Wrexham is due to become the home to one of the largest prisons in the UK? What is your stance on this?

North Wales needs a prison to accommodate some 500 inmates. But we do not need what is dubbed a Titan Prison. Titan Prisons don’t work, and we are seeing other States close them down and move to smaller facilities. They are notoriously bad at rehabilitating the inmates and staff morale is usually low with a high turnover of staff. Staff training takes time therefore it is likely that the top jobs will go to former staff from prisons which have recently been closed in England. Titan Prisons also have poorer records, and higher levels of trouble which will in turn bring a bad name to Wrexham. Finally it will also bring significant added pressure onto our already over stretched infrastructure, more especially our health service. Once again, the views of the people of this area have been ignored.

The NHS is one of the main talking points heading into the General Election? What changes would you make to how the service is governed and delivered?

I have campaigned for many years to improve our health services, participating in the campaigns to save community hospital beds in Llangollen, save the neonatal unit at the Maelor and now campaigning to save the breast cancer service at the Maelor and stop the downgrading of maternity services in north Wales. Wales has the lowest number of GPs per head of population, and around a third of GPs in Wrexham are due to retire over the next five years. We would employ an extra 1000 doctors for Wales. This would start to tackle the problems that we are seeing at our A&E’s and waiting times for surgeries. We would also stop the downgrading and centralising of our services, and introduce more community nurses. We also need to integrate health and social services, to bring down waiting times and stop the practice of patients being passed from one organisation to another, and the delayed discharges from hospital into the community.

What are your views on fracking and why?

Please see my response to 5, above.

What do you think makes you stand out from the other six candidates?

As the acclaimed Human Rights activist and author Alice Walker said, ‘Activism is my rent for living’. I am an active campaigner, unafraid to challenge the establishment and stand up for my principles. I am also a member of a political party which is not answerable to London, but uniquely am answerable to the people of Wales, putting the interests of our communities at the heart of everything we do. For instance when the Tories put forward a Welfare Budget Cap, which will put 345,000 more children into poverty, impact on severe disablement allowance, incapacity benefits, child benefit, maternity and paternity pay, universal credit and housing benefit, driving more people into poverty and foodbanks, Labour voted for it, Plaid Cymru voted against.

What do you think to the diversity of the list of candidates for Wrexham?
Not very representative of our society, but an improvement on the days when only old, pale males were candidates.
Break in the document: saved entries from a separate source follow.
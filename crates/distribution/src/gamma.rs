//! Gamma distribution parameter type, statrs bridge and MLE.

use serde::Serialize;
use statrs::distribution::{Continuous, ContinuousCDF, Gamma};
use statrs::function::gamma::ln_gamma;

use crate::error::DistributionError;
use crate::family::Family;
use crate::model::DistributionModel;
use crate::optimizer::{self, PENALTY};
use crate::standardize::Standardized;

/// Two-parameter Gamma in the shape/scale convention, supported on
/// `x > 0`. Used for strictly positive variables such as precipitation
/// totals.
#[derive(Debug, Clone, Copy, PartialEq, Serialize)]
pub struct GammaParams {
    shape: f64,
    scale: f64,
    #[serde(skip)]
    dist: Gamma,
}

impl GammaParams {
    /// `None` unless `shape` and `scale` are finite and positive.
    pub fn new(shape: f64, scale: f64) -> Option<Self> {
        if !(shape.is_finite() && shape > 0.0 && scale.is_finite() && scale > 0.0) {
            return None;
        }
        // statrs parameterises Gamma by (shape, rate).
        let dist = Gamma::new(shape, 1.0 / scale).ok()?;
        Some(Self { shape, scale, dist })
    }

    /// Method-of-moments start: `shape = mean² / var`, `scale = var / mean`.
    pub fn from_moments(mean: f64, var: f64) -> Option<Self> {
        if !(mean > 0.0 && var > 0.0) {
            return None;
        }
        Self::new(mean.powi(2) / var, var / mean)
    }

    /// Shape `k`.
    pub fn shape(&self) -> f64 {
        self.shape
    }

    /// Scale `theta`.
    pub fn scale(&self) -> f64 {
        self.scale
    }

    /// `k * theta`.
    pub fn mean(&self) -> f64 {
        self.shape * self.scale
    }
}

impl DistributionModel for GammaParams {
    fn cdf(&self, x: f64) -> f64 {
        if x <= 0.0 { 0.0 } else { self.dist.cdf(x) }
    }

    fn sf(&self, x: f64) -> f64 {
        if x <= 0.0 { 1.0 } else { self.dist.sf(x) }
    }

    fn ln_pdf(&self, x: f64) -> f64 {
        if x <= 0.0 {
            f64::NEG_INFINITY
        } else {
            self.dist.ln_pdf(x)
        }
    }

    fn quantile(&self, p: f64) -> f64 {
        // statrs panics outside [0, 1]
        if !(0.0..=1.0).contains(&p) {
            return f64::NAN;
        }
        self.dist.inverse_cdf(p)
    }
}

/// Negative log-likelihood over `theta = (ln shape, ln scale)`.
pub(crate) fn gamma_nll(theta: &[f64], data: &[f64]) -> f64 {
    let shape = theta[0].exp();
    let ln_scale = theta[1];
    let scale = ln_scale.exp();
    if !(shape.is_finite() && shape > 0.0 && scale.is_finite() && scale > 0.0) {
        return PENALTY;
    }
    let n = data.len() as f64;
    let sum_x: f64 = data.iter().sum();
    let sum_ln_x: f64 = data.iter().map(|x| x.ln()).sum();
    n * ln_gamma(shape) + n * shape * ln_scale - (shape - 1.0) * sum_ln_x + sum_x / scale
}

/// Fits a Gamma distribution by maximum likelihood, starting from the
/// method-of-moments estimate. Values must be strictly positive.
pub(crate) fn fit_gamma(values: &[f64]) -> Result<GammaParams, DistributionError> {
    let std = Standardized::scale_only(Family::Gamma, values)?;
    let scaled = std.values();
    let start = GammaParams::from_moments(
        climattr_stats::mean(scaled),
        climattr_stats::variance(scaled),
    )
    .ok_or_else(|| std.no_start())?;
    let theta = optimizer::minimize(
        Family::Gamma,
        scaled,
        &[start.shape().ln(), start.scale().ln()],
        &[0.1, 0.1],
        gamma_nll,
    )?;
    let shape = theta[0].exp();
    let scale = std.unscale(theta[1].exp());
    GammaParams::new(shape, scale).ok_or_else(|| std.out_of_domain(&[shape, scale]))
}

#[cfg(test)]
mod tests {
    use super::*;
    use approx::assert_relative_eq;
    use rand::SeedableRng;
    use rand::rngs::StdRng;
    use rand_distr::{Distribution, Gamma as GammaDist};

    #[test]
    fn params_accessors_and_domain() {
        let p = GammaParams::new(1.5, 8.0).unwrap();
        assert_eq!((p.shape(), p.scale()), (1.5, 8.0));
        assert_relative_eq!(p.mean(), 12.0);
        for (k, theta) in [(0.0, 1.0), (2.0, -0.5), (f64::NAN, 1.0), (1.0, f64::INFINITY)] {
            assert!(GammaParams::new(k, theta).is_none(), "({k}, {theta})");
        }
    }

    #[test]
    fn moments_start() {
        // mean 12, var 96 -> k = 1.5, theta = 8
        let p = GammaParams::from_moments(12.0, 96.0).unwrap();
        assert_relative_eq!(p.shape(), 1.5, epsilon = 1e-12);
        assert_relative_eq!(p.scale(), 8.0, epsilon = 1e-12);
        assert!(GammaParams::from_moments(-1.0, 4.0).is_none());
        assert!(GammaParams::from_moments(2.0, 0.0).is_none());
    }

    #[test]
    fn cdf_boundaries() {
        let p = GammaParams::new(2.0, 3.0).unwrap();
        assert_eq!(p.cdf(0.0), 0.0);
        assert_eq!(p.sf(-1.0), 1.0);
        assert_relative_eq!(p.cdf(1e6), 1.0, epsilon = 1e-15);
    }

    #[test]
    fn quantile_round_trip() {
        let p = GammaParams::new(2.5, 4.0).unwrap();
        for &x in &[0.5, 1.0, 3.0, 10.0, 50.0] {
            assert_relative_eq!(p.quantile(p.cdf(x)), x, epsilon = 1e-6);
        }
    }

    #[test]
    fn mle_recovers_parameters() {
        let mut rng = StdRng::seed_from_u64(42);
        let dist = GammaDist::new(2.0, 3.0).unwrap();
        let data: Vec<f64> = (0..3000).map(|_| dist.sample(&mut rng)).collect();
        let fit = fit_gamma(&data).unwrap();
        assert_relative_eq!(fit.shape(), 2.0, epsilon = 0.2);
        assert_relative_eq!(fit.mean(), 6.0, epsilon = 0.3);
    }
}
Do you think you will have the power and or influence to deliver on your promises to the people of Wrexham, if so, why?

This election is different from any other. No one party will have a working majority, and the largest parties will ask the other parties for help to form a Government. So a vote for Plaid Cymru – The Party Of Wales is a positive vote, knowing that a Plaid MP for this area could have real power and influence decisions. A strong group of Plaid Cymru MPs will insist on an end to austerity, and end to the cuts, and investment into our communities. Investment in infrastructure would mean more jobs, better pay and an improved local economy. At last Wales would be on the agenda. We have been ignored for far too long, and nobody has stood up for this area. Plaid Cymru is unique in that our priority isn’t to cow-tow to the financial markets in London, but instead to fight for our communities here. Vote for Plaid Cymru and insist that Wales gets equal treatment to Scotland and receives our share of investment.